Because there were a lot of women who believed they had a right to abortion and that this might discourage or prevent some from doing it. And that fits into the procedural law, because one of the things you take into account is weighing the equities. That is to say, if you issue an injunction, will it -- who will it hurt and how much? And if you don't issue an injunction, who will it hurt and how much?

And in my own view, it might hurt a large number of women -- that's what I wrote -- who wish to exercise their constitutional right to have the abortion. And on the other hand, I didn't think it was of enormous harm to Texas to postpone their law.

(END VIDEO CLIP)

BISKUPIC: Brianna, you notice that what he did there was, you know, cloak the nut of his concern, that women in Texas have no access to abortion right now, virtually no access to abortion, with a lot of legalese about the injunction, the legal method that was at issue here. And that's kind of his approach.

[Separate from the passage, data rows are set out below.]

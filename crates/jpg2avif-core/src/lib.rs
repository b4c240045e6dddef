//! jpg2avif Core Library
//!
//! This crate provides the configuration, error types, and wire models shared by
//! every jpg2avif component.

pub mod config;
pub mod error;
pub mod models;

// Re-export commonly used types
pub use config::{Config, EncoderConfig, LogFormat, NotificationConfig, ServerConfig};
pub use error::{AppError, ErrorMetadata, LogLevel};
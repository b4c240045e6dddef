//! Test helpers: build AppState and router for integration tests.
//!
//! Run from workspace root: `cargo test -p jpg2avif-api`.
#![allow(dead_code)]

pub mod fixtures;
pub mod stubs;

use std::sync::Arc;
use std::time::Duration;

use axum_test::TestServer;
use jpg2avif_api::setup::routes;
use jpg2avif_api::state::AppState;
use jpg2avif_core::Config;
use jpg2avif_infra::{NotificationDispatcher, Notifier, ResourceMonitor};
use jpg2avif_processing::{AvifEncoder, Converter};
use tempfile::TempDir;

use stubs::{RecordingNotifier, SpyEncoder, StaticResourceMonitor};

pub const TEST_SERVICE_NAME: &str = "jpg2avif-test";

/// Test application: server plus handles on the stubs behind it.
pub struct TestApp {
    pub server: TestServer,
    pub encoder: Arc<SpyEncoder>,
    pub notifier: Arc<RecordingNotifier>,
    pub workspace_root: TempDir,
}

impl TestApp {
    pub fn client(&self) -> &TestServer {
        &self.server
    }

    /// Number of entries left in the workspace root.
    pub fn leftover_workspaces(&self) -> usize {
        std::fs::read_dir(self.workspace_root.path())
            .expect("workspace root readable")
            .count()
    }
}

pub fn test_config() -> Config {
    let mut config = Config::default();
    config.server.service_name = TEST_SERVICE_NAME.to_string();
    config
}

/// Spy encoder, recording notifier, static memory figures.
pub fn setup_test_app() -> TestApp {
    setup_test_app_with_config(test_config())
}

pub fn setup_test_app_with_config(config: Config) -> TestApp {
    let encoder = Arc::new(SpyEncoder::default());
    let notifier = Arc::new(RecordingNotifier::default());
    let workspace_root = TempDir::new().expect("Failed to create workspace root");

    let server = build_server(
        config,
        encoder.clone(),
        Some(notifier.clone()),
        Arc::new(StaticResourceMonitor::default()),
        &workspace_root,
    );

    TestApp {
        server,
        encoder,
        notifier,
        workspace_root,
    }
}

/// Build a server around arbitrary collaborators. `notifier: None` disables notifications.
pub fn build_server(
    config: Config,
    encoder: Arc<dyn AvifEncoder>,
    notifier: Option<Arc<dyn Notifier>>,
    resources: Arc<dyn ResourceMonitor>,
    workspace_root: &TempDir,
) -> TestServer {
    let dispatcher = match notifier {
        Some(notifier) => NotificationDispatcher::new(notifier, Duration::from_secs(10)),
        None => NotificationDispatcher::disabled(),
    };

    build_server_with_dispatcher(config, encoder, dispatcher, resources, workspace_root)
}

pub fn build_server_with_dispatcher(
    config: Config,
    encoder: Arc<dyn AvifEncoder>,
    notifier: NotificationDispatcher,
    resources: Arc<dyn ResourceMonitor>,
    workspace_root: &TempDir,
) -> TestServer {
    let state = Arc::new(AppState {
        converter: Converter::new(encoder)
            .with_workspace_root(Some(workspace_root.path().to_path_buf())),
        notifier,
        resources,
        config: config.clone(),
    });

    let app = routes::setup_routes(&config, state);
    TestServer::new(app.into_make_service()).expect("Failed to create test server")
}
pub mod conversion;
pub mod health;
pub mod notification;

pub use conversion::{
    bytes_to_mb, compression_ratio, round_to, ConversionStats, ConvertFailure, ConvertResponse,
    ConvertSuccess, FullSizeImage, MemoryFigures,
};
pub use health::{HealthResponse, MemoryUsage};
pub use notification::NotificationPayload;
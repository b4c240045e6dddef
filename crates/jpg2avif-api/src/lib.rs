//! jpg2avif API Library
//!
//! This crate provides the HTTP handlers, error mapping, and application setup for the
//! JPEG to AVIF conversion service.

// Module declarations
mod api_doc;
mod handlers;
pub mod setup;
mod utils;

// Public modules
pub mod error;
pub mod state;

// Re-exports
pub use error::{ErrorResponse, HttpAppError};
pub use state::AppState;
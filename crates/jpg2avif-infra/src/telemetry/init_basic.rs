use jpg2avif_core::LogFormat;
use tracing_subscriber::{layer::SubscriberExt, util::SubscriberInitExt, EnvFilter};

/// Initialize console tracing in the configured format.
///
/// `RUST_LOG` overrides the default filter.
pub fn init_telemetry(
    log_format: LogFormat,
    service_name: &str,
    environment: &str,
) -> Result<(), Box<dyn std::error::Error>> {
    let registry = tracing_subscriber::registry().with(
        EnvFilter::try_from_default_env()
            .unwrap_or_else(|_| "jpg2avif=debug,tower_http=debug".into()),
    );

    match log_format {
        LogFormat::Json => registry
            .with(tracing_subscriber::fmt::layer().json().with_current_span(false))
            .try_init()?,
        LogFormat::Compact => registry
            .with(tracing_subscriber::fmt::layer().compact().with_target(false))
            .try_init()?,
    }

    tracing::info!(
        service = %service_name,
        environment = %environment,
        format = ?log_format,
        "Tracing initialized"
    );
    Ok(())
}

pub async fn shutdown_telemetry() {
    tracing::debug!("Telemetry shutdown");
}
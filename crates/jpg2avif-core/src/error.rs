//! Error types module
//!
//! All request-level failures are unified under [`AppError`]. Each variant describes how it
//! should be presented over HTTP through the [`ErrorMetadata`] trait, so the API crate can
//! render every error the same way.

/// Log level for error reporting
#[derive(Debug, Clone, Copy, PartialEq, Eq)]
pub enum LogLevel {
    /// Debug level - for expected errors like validation failures
    Debug,
    /// Warning level - for recoverable issues like a rejecting encoder
    Warn,
    /// Error level - for unexpected failures
    Error,
}

/// Metadata for error responses - defines how an error should be presented
pub trait ErrorMetadata {
    /// HTTP status code to return
    fn http_status_code(&self) -> u16;

    /// Machine-readable error code (e.g., "INVALID_CONTENT_TYPE")
    fn error_code(&self) -> &'static str;

    /// Whether this error is recoverable (can be retried)
    fn is_recoverable(&self) -> bool;

    /// Suggested action for the client
    fn suggested_action(&self) -> Option<&'static str>;

    /// Client-facing message (may differ from internal error message)
    fn client_message(&self) -> String;

    /// Whether details should be hidden in production
    fn is_sensitive(&self) -> bool;

    /// Log level for this error
    fn log_level(&self) -> LogLevel;
}

#[derive(Debug, thiserror::Error)]
pub enum AppError {
    #[error("Invalid content type: {0}")]
    InvalidContentType(String),

    #[error("Invalid input: {0}")]
    InvalidInput(String),

    #[error("File too large: {0}")]
    PayloadTooLarge(String),

    #[error("Failed to read upload: {0}")]
    ReadFailure(String),

    #[error("Encoder failure: {0}")]
    EncoderFailure(String),

    #[error("Internal error with source")]
    InternalWithSource {
        message: String,
        #[source]
        source: anyhow::Error,
    },
}

/// Static metadata for each variant: (http_status, error_code, recoverable, suggested_action, sensitive, log_level).
fn app_error_static_metadata(
    err: &AppError,
) -> (
    u16,
    &'static str,
    bool,
    Option<&'static str>,
    bool,
    LogLevel,
) {
    match err {
        AppError::InvalidContentType(_) => (
            400,
            "INVALID_CONTENT_TYPE",
            false,
            Some("Upload the image with content type image/jpeg"),
            false,
            LogLevel::Debug,
        ),
        AppError::InvalidInput(_) => (
            400,
            "INVALID_INPUT",
            false,
            Some("Check request format and try again"),
            false,
            LogLevel::Debug,
        ),
        AppError::PayloadTooLarge(_) => (
            413,
            "PAYLOAD_TOO_LARGE",
            false,
            Some("Reduce file size and try again"),
            false,
            LogLevel::Debug,
        ),
        AppError::ReadFailure(_) => (
            500,
            "READ_FAILURE",
            true,
            Some("Retry the upload"),
            false,
            LogLevel::Warn,
        ),
        AppError::EncoderFailure(_) => (
            500,
            "ENCODER_FAILURE",
            false,
            Some("Check that the file is a valid JPEG image"),
            false,
            LogLevel::Warn,
        ),
        AppError::InternalWithSource { .. } => (
            500,
            "INTERNAL_ERROR",
            true,
            Some("Retry after a short delay"),
            true,
            LogLevel::Error,
        ),
    }
}

impl AppError {
    /// Get the error type name for detailed error responses
    pub fn error_type(&self) -> &str {
        match self {
            AppError::InvalidContentType(_) => "InvalidContentType",
            AppError::InvalidInput(_) => "InvalidInput",
            AppError::PayloadTooLarge(_) => "PayloadTooLarge",
            AppError::ReadFailure(_) => "ReadFailure",
            AppError::EncoderFailure(_) => "EncoderFailure",
            AppError::InternalWithSource { .. } => "Internal",
        }
    }

    /// Get detailed error information including error chain
    pub fn detailed_message(&self) -> String {
        use std::error::Error;

        let mut details = self.to_string();

        let mut source = self.source();
        let mut depth = 0;
        while let Some(err) = source {
            depth += 1;
            if depth > 5 {
                details.push_str("\n  ... (truncated)");
                break;
            }
            details.push_str(&format!("\n  Caused by: {}", err));
            source = err.source();
        }

        details
    }
}

impl ErrorMetadata for AppError {
    fn http_status_code(&self) -> u16 {
        app_error_static_metadata(self).0
    }

    fn error_code(&self) -> &'static str {
        app_error_static_metadata(self).1
    }

    fn is_recoverable(&self) -> bool {
        app_error_static_metadata(self).2
    }

    fn suggested_action(&self) -> Option<&'static str> {
        app_error_static_metadata(self).3
    }

    fn is_sensitive(&self) -> bool {
        app_error_static_metadata(self).4
    }

    fn log_level(&self) -> LogLevel {
        app_error_static_metadata(self).5
    }

    fn client_message(&self) -> String {
        match self {
            AppError::InvalidContentType(ref msg) => msg.clone(),
            AppError::InvalidInput(ref msg) => msg.clone(),
            AppError::PayloadTooLarge(ref msg) => msg.clone(),
            AppError::ReadFailure(_) => "Failed to read uploaded file".to_string(),
            // Encoder diagnostics are passed through verbatim for this internal service.
            AppError::EncoderFailure(ref msg) => msg.clone(),
            AppError::InternalWithSource { .. } => "Internal server error".to_string(),
        }
    }
}
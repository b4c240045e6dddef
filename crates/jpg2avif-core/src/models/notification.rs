use serde::{Deserialize, Serialize};
use utoipa::ToSchema;

/// Body posted to the notification endpoint after every `/convert` attempt that reached
/// the encoder.
#[derive(Debug, Clone, PartialEq, Serialize, Deserialize, ToSchema)]
#[serde(rename_all = "camelCase")]
pub struct NotificationPayload {
    pub original_filename: String,
    pub converted_filename: Option<String>,
    pub success: bool,
    /// AVIF size in bytes
    pub file_size: Option<usize>,
    /// JPEG size in bytes
    pub original_size: usize,
    pub compression_ratio: Option<f64>,
    /// Wall-clock milliseconds spent handling the request
    pub processing_time: u64,
    pub bucket_name: Option<String>,
    pub folder_path: Option<String>,
    pub error: Option<String>,
}

impl NotificationPayload {
    pub fn succeeded(
        original_filename: impl Into<String>,
        converted_filename: impl Into<String>,
        original_size: usize,
        file_size: usize,
        compression_ratio: f64,
        processing_time: u64,
    ) -> Self {
        Self {
            original_filename: original_filename.into(),
            converted_filename: Some(converted_filename.into()),
            success: true,
            file_size: Some(file_size),
            original_size,
            compression_ratio: Some(compression_ratio),
            processing_time,
            bucket_name: None,
            folder_path: None,
            error: None,
        }
    }

    pub fn failed(
        original_filename: impl Into<String>,
        original_size: usize,
        error: impl Into<String>,
        processing_time: u64,
    ) -> Self {
        Self {
            original_filename: original_filename.into(),
            converted_filename: None,
            success: false,
            file_size: None,
            original_size,
            compression_ratio: None,
            processing_time,
            bucket_name: None,
            folder_path: None,
            error: Some(error.into()),
        }
    }

    /// Attach the configured storage destination.
    pub fn with_destination(
        mut self,
        bucket_name: Option<String>,
        folder_path: Option<String>,
    ) -> Self {
        self.bucket_name = bucket_name;
        self.folder_path = folder_path;
        self
    }
}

And that's what frustrates, I think, some of the people in the audience and some other people who he encounters, is that there is a very different court right now, a 6-3 conservative liberal court. And lots is being changed in the law because of that new dynamic.

And Justice Breyer is one of the last liberals, and I think they want a more robust commentary on what is happening in America and what could happen in America.

And he will do that sometimes in his opinions, but as he's gone out publicly, he's pulled his punches.

Although, one last thing I do have to mention for you, toward the end of the evening, he did start to acknowledge, yes, I am getting more concerned about the drop in public confidence in the court that's emerged in recent polls. And that there might be more threat to democracy in America and the rule of law in America.

But -- but it's a very tentative message he wants to give out, because he mostly wants to talk about the book.

KEILAR: Yes. Well, Joan, I'm glad that you could translate his answer. It was sort of a slow, meandering walk that he was taking us on that I know would frustrate a lot of people. So thank you so much, Joan. And great interview. We really appreciate it.

BISKUPIC: Thank you.

BERMAN: Like, I remember sleeping through that class in college.

KEILAR: I know. Right? BERMAN: It was what that felt like.

KEILAR: Sort of -- it was like waves, right, rocking you to sleep.

All right. Former President Trump could be deposed this year in a defamation lawsuit related to a former "Apprentice" contestant who accuses him of sexual assault. So what should he expect, and can he just, you know, refuse to talk?

[06:25:13]

BERMAN: And plus, new details about what Trump was most afraid of during his presidency. His closed-door conversations with world leaders. The author of an explosive new book about the Trump administration will join us, coming up.

(COMMERCIAL BREAK)

BERMAN: A New York state judge issued an order that could force former President Trump to be questioned under oath by Christmas. The deposition request stems from a 2017 defamation lawsuit brought by former "Apprentice" contestant Summer Zervos, who claims Trump sexually assaulted her in 2007.

Here's Zervos, detailing her accusations against Trump at a news conference just one month before the 2016 presidential election.

(BEGIN VIDEO CLIP)

SUMMER ZERVOS, FORMER "APPRENTICE" CONTESTANT AND TRUMP ACCUSER: When I arrived, he kissed me on the lips.